Footfalls echoed through the hallway, and Gabriel and Dimitri appeared in the doorway, out of breath. Gabriel noticed Elle’s bruises. “Who did this?”

The lights flickered, and Priest pushed our half-open door closed. “Not who… what.”

On the back of the door, a message was scratched into the metal over and over:

WHEN THE NIGHTMARES COME, FEAR ME.

Lukas hugged Elle tighter. “He’s getting stronger.”

I didn’t wait to hear the rest.

I grabbed the contact lens case next to my bed and took off. My bare feet slapped against the cold concrete floor as I ran toward the door to the containment area. Priest was behind me, shouting my name, asking me if I remembered something or had a theory. I didn’t have either, just a feeling something was very wrong.

When I reached the bottom of the stairs, I popped in the contacts. Voices drifted through the tunnel—the demon’s and a girl’s voice.

The cell door was still closed, but Andras wasn’t alone.

A girl stood in front of him, picking the locks on his
wrist shackles with a wire. Even with her back to me, I recognized her immediately.

“Am I hallucinating again?” Priest asked.

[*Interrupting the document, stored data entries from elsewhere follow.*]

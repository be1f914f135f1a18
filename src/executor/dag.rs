use crate::{
    config::SharerKind,
    executor::DagStats,
    registry::SharerRegistry,
    task::{DeclareCtx, ExecCtx},
    types::{CtxIdx, IndexSet},
};
use core::sync::atomic::{fence, AtomicU32, Ordering};
use parking_lot::Mutex;
use rayon::prelude::*;
use tracing::debug;

#[derive(Debug)]
struct DagContext<T> {
    task: T,
    /// Predecessors left to finish. Mutated only by predecessors completing;
    /// the decrement that observes zero transfers ownership of this context
    /// to the observing worker.
    in_deg: AtomicU32,
    orig_in_deg: u32,
    /// Successor indices, built once during setup, immutable afterwards.
    out: Vec<CtxIdx>,
}

/// Upfront dependency-graph executor.
///
/// Setup allocates one context per task, runs the neighborhood callback to
/// collect resource declarations, and turns per-resource sharer overlap into
/// directed edges from the comparator-smaller context to the larger one.
/// Execution drains the graph with a parallel in-degree-zero traversal: no
/// speculation, no aborts, each task runs exactly once per execution.
///
/// The graph can be re-run without rebuilding edges via [`reset`] followed by
/// another [`execute`], for do/while convergence loops over the same task set.
///
/// [`reset`]: DagExecutor::reset
/// [`execute`]: DagExecutor::execute
#[must_use]
#[derive(Debug)]
pub struct DagExecutor<T> {
    contexts: Vec<DagContext<T>>,
    sources: Vec<CtxIdx>,
    edges: usize,
}

impl<T> DagExecutor<T>
where
    T: Send + Sync,
{
    /// Builds the dependency graph:
    /// 1. one context per task, neighborhood declarations collected into a
    ///    per-resource sharer registry in parallel;
    /// 2. for every resource entry, an edge per conflicting sharer pair
    ///    (writer-writer and writer-reader under [`SharerKind::ReadWrite`],
    ///    all pairs under [`SharerKind::Simple`]), deduplicated, oriented
    ///    from the comparator-smaller context to the larger with ties broken
    ///    by admission index — the orientation is a total order, so the
    ///    resulting graph is acyclic by construction;
    /// 3. contexts with no predecessors become the initial sources.
    pub fn new<C, N>(tasks: Vec<T>, cmp: C, nhood_fn: N, sharing: SharerKind) -> Self
    where
        C: Fn(&T, &T) -> bool + Sync,
        N: Fn(&T, &mut DeclareCtx) + Sync,
    {
        let registry = SharerRegistry::new(sharing);
        tasks.par_iter().enumerate().for_each(|(i, task)| {
            let mut declare = DeclareCtx::new();
            nhood_fn(task, &mut declare);
            for (resource, intent) in declare.decls {
                registry.declare(resource, i as CtxIdx, intent);
            }
        });

        let adj: Vec<Mutex<IndexSet<CtxIdx>>> =
            (0..tasks.len()).map(|_| Mutex::new(IndexSet::default())).collect();
        let in_deg: Vec<AtomicU32> = (0..tasks.len()).map(|_| AtomicU32::new(0)).collect();

        let precedes = |a: CtxIdx, b: CtxIdx| {
            let (ta, tb) = (&tasks[a as usize], &tasks[b as usize]);
            cmp(ta, tb) || (!cmp(tb, ta) && a < b)
        };
        registry.into_entries().par_iter().for_each(|entry| {
            entry.for_each_conflicting_pair(|a, b| {
                if a == b {
                    // A task declaring a handle twice does not conflict with
                    // itself.
                    return;
                }
                let (src, dst) = if precedes(a, b) { (a, b) } else { (b, a) };
                if adj[src as usize].lock().insert(dst) {
                    in_deg[dst as usize].fetch_add(1, Ordering::Relaxed);
                }
            });
        });

        let mut edges = 0;
        let contexts: Vec<DagContext<T>> = tasks
            .into_iter()
            .zip(adj)
            .zip(in_deg)
            .map(|((task, adj), in_deg)| {
                let mut out: Vec<CtxIdx> = adj.into_inner().into_iter().collect();
                // Sorted successor indices for better cache locality.
                out.sort_unstable();
                edges += out.len();
                let degree = in_deg.into_inner();
                DagContext {
                    task,
                    in_deg: AtomicU32::new(degree),
                    orig_in_deg: degree,
                    out,
                }
            })
            .collect();
        let sources: Vec<CtxIdx> = contexts
            .iter()
            .enumerate()
            .filter(|(_, ctx)| ctx.orig_in_deg == 0)
            .map(|(i, _)| i as CtxIdx)
            .collect();
        debug!(
            tasks = contexts.len(),
            edges,
            sources = sources.len(),
            "dependency graph built"
        );
        Self {
            contexts,
            sources,
            edges,
        }
    }

    /// Executes the graph in a parallel, dependency-respecting manner.
    ///
    /// Independent sources run joined in parallel. When a task finishes it
    /// performs a Release fence if it has successors, decrements each
    /// successor's in-degree (Relaxed), and runs — after an Acquire fence —
    /// every successor whose counter reached zero under this worker. The
    /// fence-and-counter protocol guarantees a task observes all of its
    /// predecessors' effects.
    ///
    /// Must start from a freshly built or [`reset`](Self::reset) graph; the
    /// traversal consumes the in-degree counters.
    ///
    /// # Panics
    /// An operator panic is fatal: it unwinds out of this call and leaves the
    /// counters partially consumed. Everything that already committed stays
    /// committed; call [`reset`](Self::reset) before reusing the executor.
    pub fn execute<O>(&self, op_fn: O)
    where
        O: Fn(&T, &mut ExecCtx<T>) + Sync,
    {
        self.join_ready(&self.sources, &op_fn);
    }

    fn join_ready<O>(&self, ready: &[CtxIdx], op_fn: &O)
    where
        O: Fn(&T, &mut ExecCtx<T>) + Sync,
    {
        match ready {
            [] => {}
            [idx] => self.run_one(*idx, op_fn),
            _ => {
                let (left, right) = ready.split_at(ready.len() / 2);
                rayon::join(
                    || self.join_ready(left, op_fn),
                    || self.join_ready(right, op_fn),
                );
            }
        }
    }

    fn run_one<O>(&self, idx: CtxIdx, op_fn: &O)
    where
        O: Fn(&T, &mut ExecCtx<T>) + Sync,
    {
        let ctx = &self.contexts[idx as usize];
        let mut exec = ExecCtx::new(false);
        op_fn(&ctx.task, &mut exec);

        if ctx.out.is_empty() {
            return;
        }
        // Publish this task's effects before successors may observe the
        // decremented counters.
        fence(Ordering::Release);
        let mut ready = Vec::new();
        for &next in &ctx.out {
            if self.contexts[next as usize].in_deg.fetch_sub(1, Ordering::Relaxed) == 1 {
                ready.push(next);
            }
        }
        if ready.is_empty() {
            return;
        }
        fence(Ordering::Acquire);
        self.join_ready(&ready, op_fn);
    }

    /// Restores every context's in-degree to its original value without
    /// rebuilding edges. A reset graph re-executes to the same commit set as
    /// the first run, given a deterministic operator.
    pub fn reset(&self) {
        self.contexts
            .par_iter()
            .for_each(|ctx| ctx.in_deg.store(ctx.orig_in_deg, Ordering::Relaxed));
    }

    /// Node, edge, and source counts of the derived graph.
    pub fn stats(&self) -> DagStats {
        DagStats {
            tasks: self.contexts.len(),
            edges: self.edges,
            sources: self.sources.len(),
        }
    }
}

The girl turned slowly, long brown waves grazing her neck.

My neck.

The girl in the cell looked exactly like me.

“Oh my god,” I whispered.

She noticed us and tried to work faster, but the shackles held. Her eyes darted to Andras for guidance. He spoke to her in a strange language, and reluctantly she gave up.

She brought a finger to her lips and blew me a kiss, the same way Andras had on the street in Boston.

Gabriel caught up with us. “What the—”

He struggled to unlock the cell, but the girl was already transforming. Her body—what looked like
my
body—spiraled into a ribbon of particles that glittered in the air like dust in the sun.

The wire slipped out of her hand and fell to the floor.

Gabriel cracked Azazel, and the whip hit her dusty form. She cried out in pain, confirming what I had already known. She wasn’t one of Andras’ illusions—because this scenario
wasn’t
one of my fears.

The girl-who-wasn’t-me was real—whatever she was.

Gabriel jerked the whip back as if he was trying to drag her toward the bars. But Azazel’s barbs didn’t hold,
and the ribbon of particles twisted through the bars and shot down the tunnel.

Gabriel slammed his hands against the wall. “We lost her.”

“What the hell
was
she?” Priest asked him.

I was already trying to figure that out for myself.

My eyes darted to the wall behind Andras. Every inch was still covered with writing and symbols—new ones overlapping the protective and binding symbols that were already in the cell when Gabriel and Dimitri locked him inside.

Dimitri had been tracking the demon’s writing. It had seemed random, like the scribbling of a madman.

But as I studied the wall more carefully, something looked different today. Behind the symbol and the sadistic Scrabble pattern Andras had created from the dead girls’ names, another image jumped out at me, as clearly as if I had drawn it myself.

A summoning circle from
The Goetia
, a seventeenth-century grimorie that provided instructions for summoning and commanding demons.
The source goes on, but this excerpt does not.